=== Prompt ===
From the records below, copy each line that has the word "ports" in it.
__________
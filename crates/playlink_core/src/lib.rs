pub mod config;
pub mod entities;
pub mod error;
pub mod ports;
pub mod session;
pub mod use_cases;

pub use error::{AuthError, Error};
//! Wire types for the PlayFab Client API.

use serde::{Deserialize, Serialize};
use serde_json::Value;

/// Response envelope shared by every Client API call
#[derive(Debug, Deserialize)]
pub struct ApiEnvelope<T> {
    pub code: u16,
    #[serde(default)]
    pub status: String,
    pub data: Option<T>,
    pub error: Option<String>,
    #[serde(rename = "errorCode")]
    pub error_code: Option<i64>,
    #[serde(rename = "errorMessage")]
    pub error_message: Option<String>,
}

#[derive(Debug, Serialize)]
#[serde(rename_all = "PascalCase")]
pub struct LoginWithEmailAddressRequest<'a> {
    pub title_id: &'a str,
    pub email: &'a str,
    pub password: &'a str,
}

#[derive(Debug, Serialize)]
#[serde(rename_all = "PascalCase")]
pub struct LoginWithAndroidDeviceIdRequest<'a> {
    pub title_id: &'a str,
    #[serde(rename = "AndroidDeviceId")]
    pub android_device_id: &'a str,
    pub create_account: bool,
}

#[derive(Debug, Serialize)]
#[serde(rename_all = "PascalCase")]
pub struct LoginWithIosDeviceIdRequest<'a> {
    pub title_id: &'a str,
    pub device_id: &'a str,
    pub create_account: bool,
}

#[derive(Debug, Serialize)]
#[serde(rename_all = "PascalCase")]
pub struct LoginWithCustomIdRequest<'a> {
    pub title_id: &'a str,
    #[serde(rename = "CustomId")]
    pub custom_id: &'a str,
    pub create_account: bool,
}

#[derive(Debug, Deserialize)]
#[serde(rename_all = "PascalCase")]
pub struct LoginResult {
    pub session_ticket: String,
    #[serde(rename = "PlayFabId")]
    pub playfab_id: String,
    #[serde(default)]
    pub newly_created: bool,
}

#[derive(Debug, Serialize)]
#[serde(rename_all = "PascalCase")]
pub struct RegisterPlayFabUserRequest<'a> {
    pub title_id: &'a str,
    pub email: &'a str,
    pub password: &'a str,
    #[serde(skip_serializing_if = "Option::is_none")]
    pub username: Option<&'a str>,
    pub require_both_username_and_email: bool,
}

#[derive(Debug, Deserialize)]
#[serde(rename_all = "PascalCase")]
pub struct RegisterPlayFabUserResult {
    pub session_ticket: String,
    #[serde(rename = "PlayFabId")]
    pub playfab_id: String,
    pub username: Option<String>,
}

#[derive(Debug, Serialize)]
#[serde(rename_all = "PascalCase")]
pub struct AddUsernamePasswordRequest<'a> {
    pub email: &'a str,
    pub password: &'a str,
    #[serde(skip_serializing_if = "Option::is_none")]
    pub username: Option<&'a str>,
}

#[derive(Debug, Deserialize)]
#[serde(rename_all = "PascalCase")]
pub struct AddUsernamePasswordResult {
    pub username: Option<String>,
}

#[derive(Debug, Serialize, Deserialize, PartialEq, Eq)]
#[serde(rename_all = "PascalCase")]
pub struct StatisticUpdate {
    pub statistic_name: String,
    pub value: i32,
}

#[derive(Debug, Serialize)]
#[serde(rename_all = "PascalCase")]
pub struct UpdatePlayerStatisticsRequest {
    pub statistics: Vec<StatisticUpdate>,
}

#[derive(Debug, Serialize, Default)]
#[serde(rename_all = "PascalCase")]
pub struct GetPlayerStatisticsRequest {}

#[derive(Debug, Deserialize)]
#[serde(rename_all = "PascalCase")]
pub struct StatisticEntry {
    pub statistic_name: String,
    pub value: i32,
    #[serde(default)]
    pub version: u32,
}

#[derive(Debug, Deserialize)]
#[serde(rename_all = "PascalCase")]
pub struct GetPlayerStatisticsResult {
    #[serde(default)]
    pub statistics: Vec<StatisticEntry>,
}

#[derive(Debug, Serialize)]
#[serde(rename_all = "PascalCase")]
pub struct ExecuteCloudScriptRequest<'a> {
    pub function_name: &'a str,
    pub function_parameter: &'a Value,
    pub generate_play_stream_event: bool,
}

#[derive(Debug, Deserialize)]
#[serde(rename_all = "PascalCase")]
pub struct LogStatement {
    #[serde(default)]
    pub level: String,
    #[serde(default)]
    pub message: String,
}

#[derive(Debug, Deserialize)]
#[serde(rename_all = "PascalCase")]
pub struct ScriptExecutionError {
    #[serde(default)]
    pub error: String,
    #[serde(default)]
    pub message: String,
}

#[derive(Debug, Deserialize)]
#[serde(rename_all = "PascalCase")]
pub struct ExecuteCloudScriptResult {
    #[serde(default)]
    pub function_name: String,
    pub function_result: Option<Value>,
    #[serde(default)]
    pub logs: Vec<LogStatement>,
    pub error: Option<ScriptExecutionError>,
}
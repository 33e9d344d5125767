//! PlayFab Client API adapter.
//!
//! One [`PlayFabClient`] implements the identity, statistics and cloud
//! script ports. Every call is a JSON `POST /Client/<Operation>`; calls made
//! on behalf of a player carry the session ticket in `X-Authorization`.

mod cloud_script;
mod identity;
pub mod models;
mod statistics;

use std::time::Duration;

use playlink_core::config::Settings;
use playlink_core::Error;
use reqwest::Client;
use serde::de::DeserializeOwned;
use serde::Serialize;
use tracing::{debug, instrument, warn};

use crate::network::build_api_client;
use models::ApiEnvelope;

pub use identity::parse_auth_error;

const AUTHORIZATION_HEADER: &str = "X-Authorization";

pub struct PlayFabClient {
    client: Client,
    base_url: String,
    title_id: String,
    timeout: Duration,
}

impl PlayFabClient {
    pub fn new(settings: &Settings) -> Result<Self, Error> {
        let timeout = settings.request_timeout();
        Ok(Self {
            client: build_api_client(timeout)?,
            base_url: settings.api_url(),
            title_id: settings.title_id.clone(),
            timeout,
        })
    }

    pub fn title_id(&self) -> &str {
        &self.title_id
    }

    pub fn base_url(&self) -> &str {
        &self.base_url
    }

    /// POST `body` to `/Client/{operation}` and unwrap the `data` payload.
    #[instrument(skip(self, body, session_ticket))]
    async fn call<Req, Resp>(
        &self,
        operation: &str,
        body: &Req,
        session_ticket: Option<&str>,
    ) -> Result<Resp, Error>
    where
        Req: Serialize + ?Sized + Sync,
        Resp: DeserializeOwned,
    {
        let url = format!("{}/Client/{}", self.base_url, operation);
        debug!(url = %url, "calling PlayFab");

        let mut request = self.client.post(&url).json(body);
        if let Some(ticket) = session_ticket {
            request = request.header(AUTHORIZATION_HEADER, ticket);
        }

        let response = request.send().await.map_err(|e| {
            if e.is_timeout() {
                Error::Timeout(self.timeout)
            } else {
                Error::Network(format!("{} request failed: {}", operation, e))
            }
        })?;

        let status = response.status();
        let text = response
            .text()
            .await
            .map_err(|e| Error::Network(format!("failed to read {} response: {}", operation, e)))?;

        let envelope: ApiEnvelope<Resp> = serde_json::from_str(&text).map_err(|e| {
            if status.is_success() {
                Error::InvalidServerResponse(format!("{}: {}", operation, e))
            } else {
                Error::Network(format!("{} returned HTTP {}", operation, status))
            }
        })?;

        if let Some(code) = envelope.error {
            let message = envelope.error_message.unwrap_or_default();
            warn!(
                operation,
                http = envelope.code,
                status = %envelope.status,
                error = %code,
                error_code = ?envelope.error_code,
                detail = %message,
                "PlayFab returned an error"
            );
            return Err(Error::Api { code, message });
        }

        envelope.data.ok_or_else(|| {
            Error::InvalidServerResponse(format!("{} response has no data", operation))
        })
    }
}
__________
=== Result below ===
pub mod ports;
//! script ports. Every call is a JSON `POST /Client/<Operation>`; calls made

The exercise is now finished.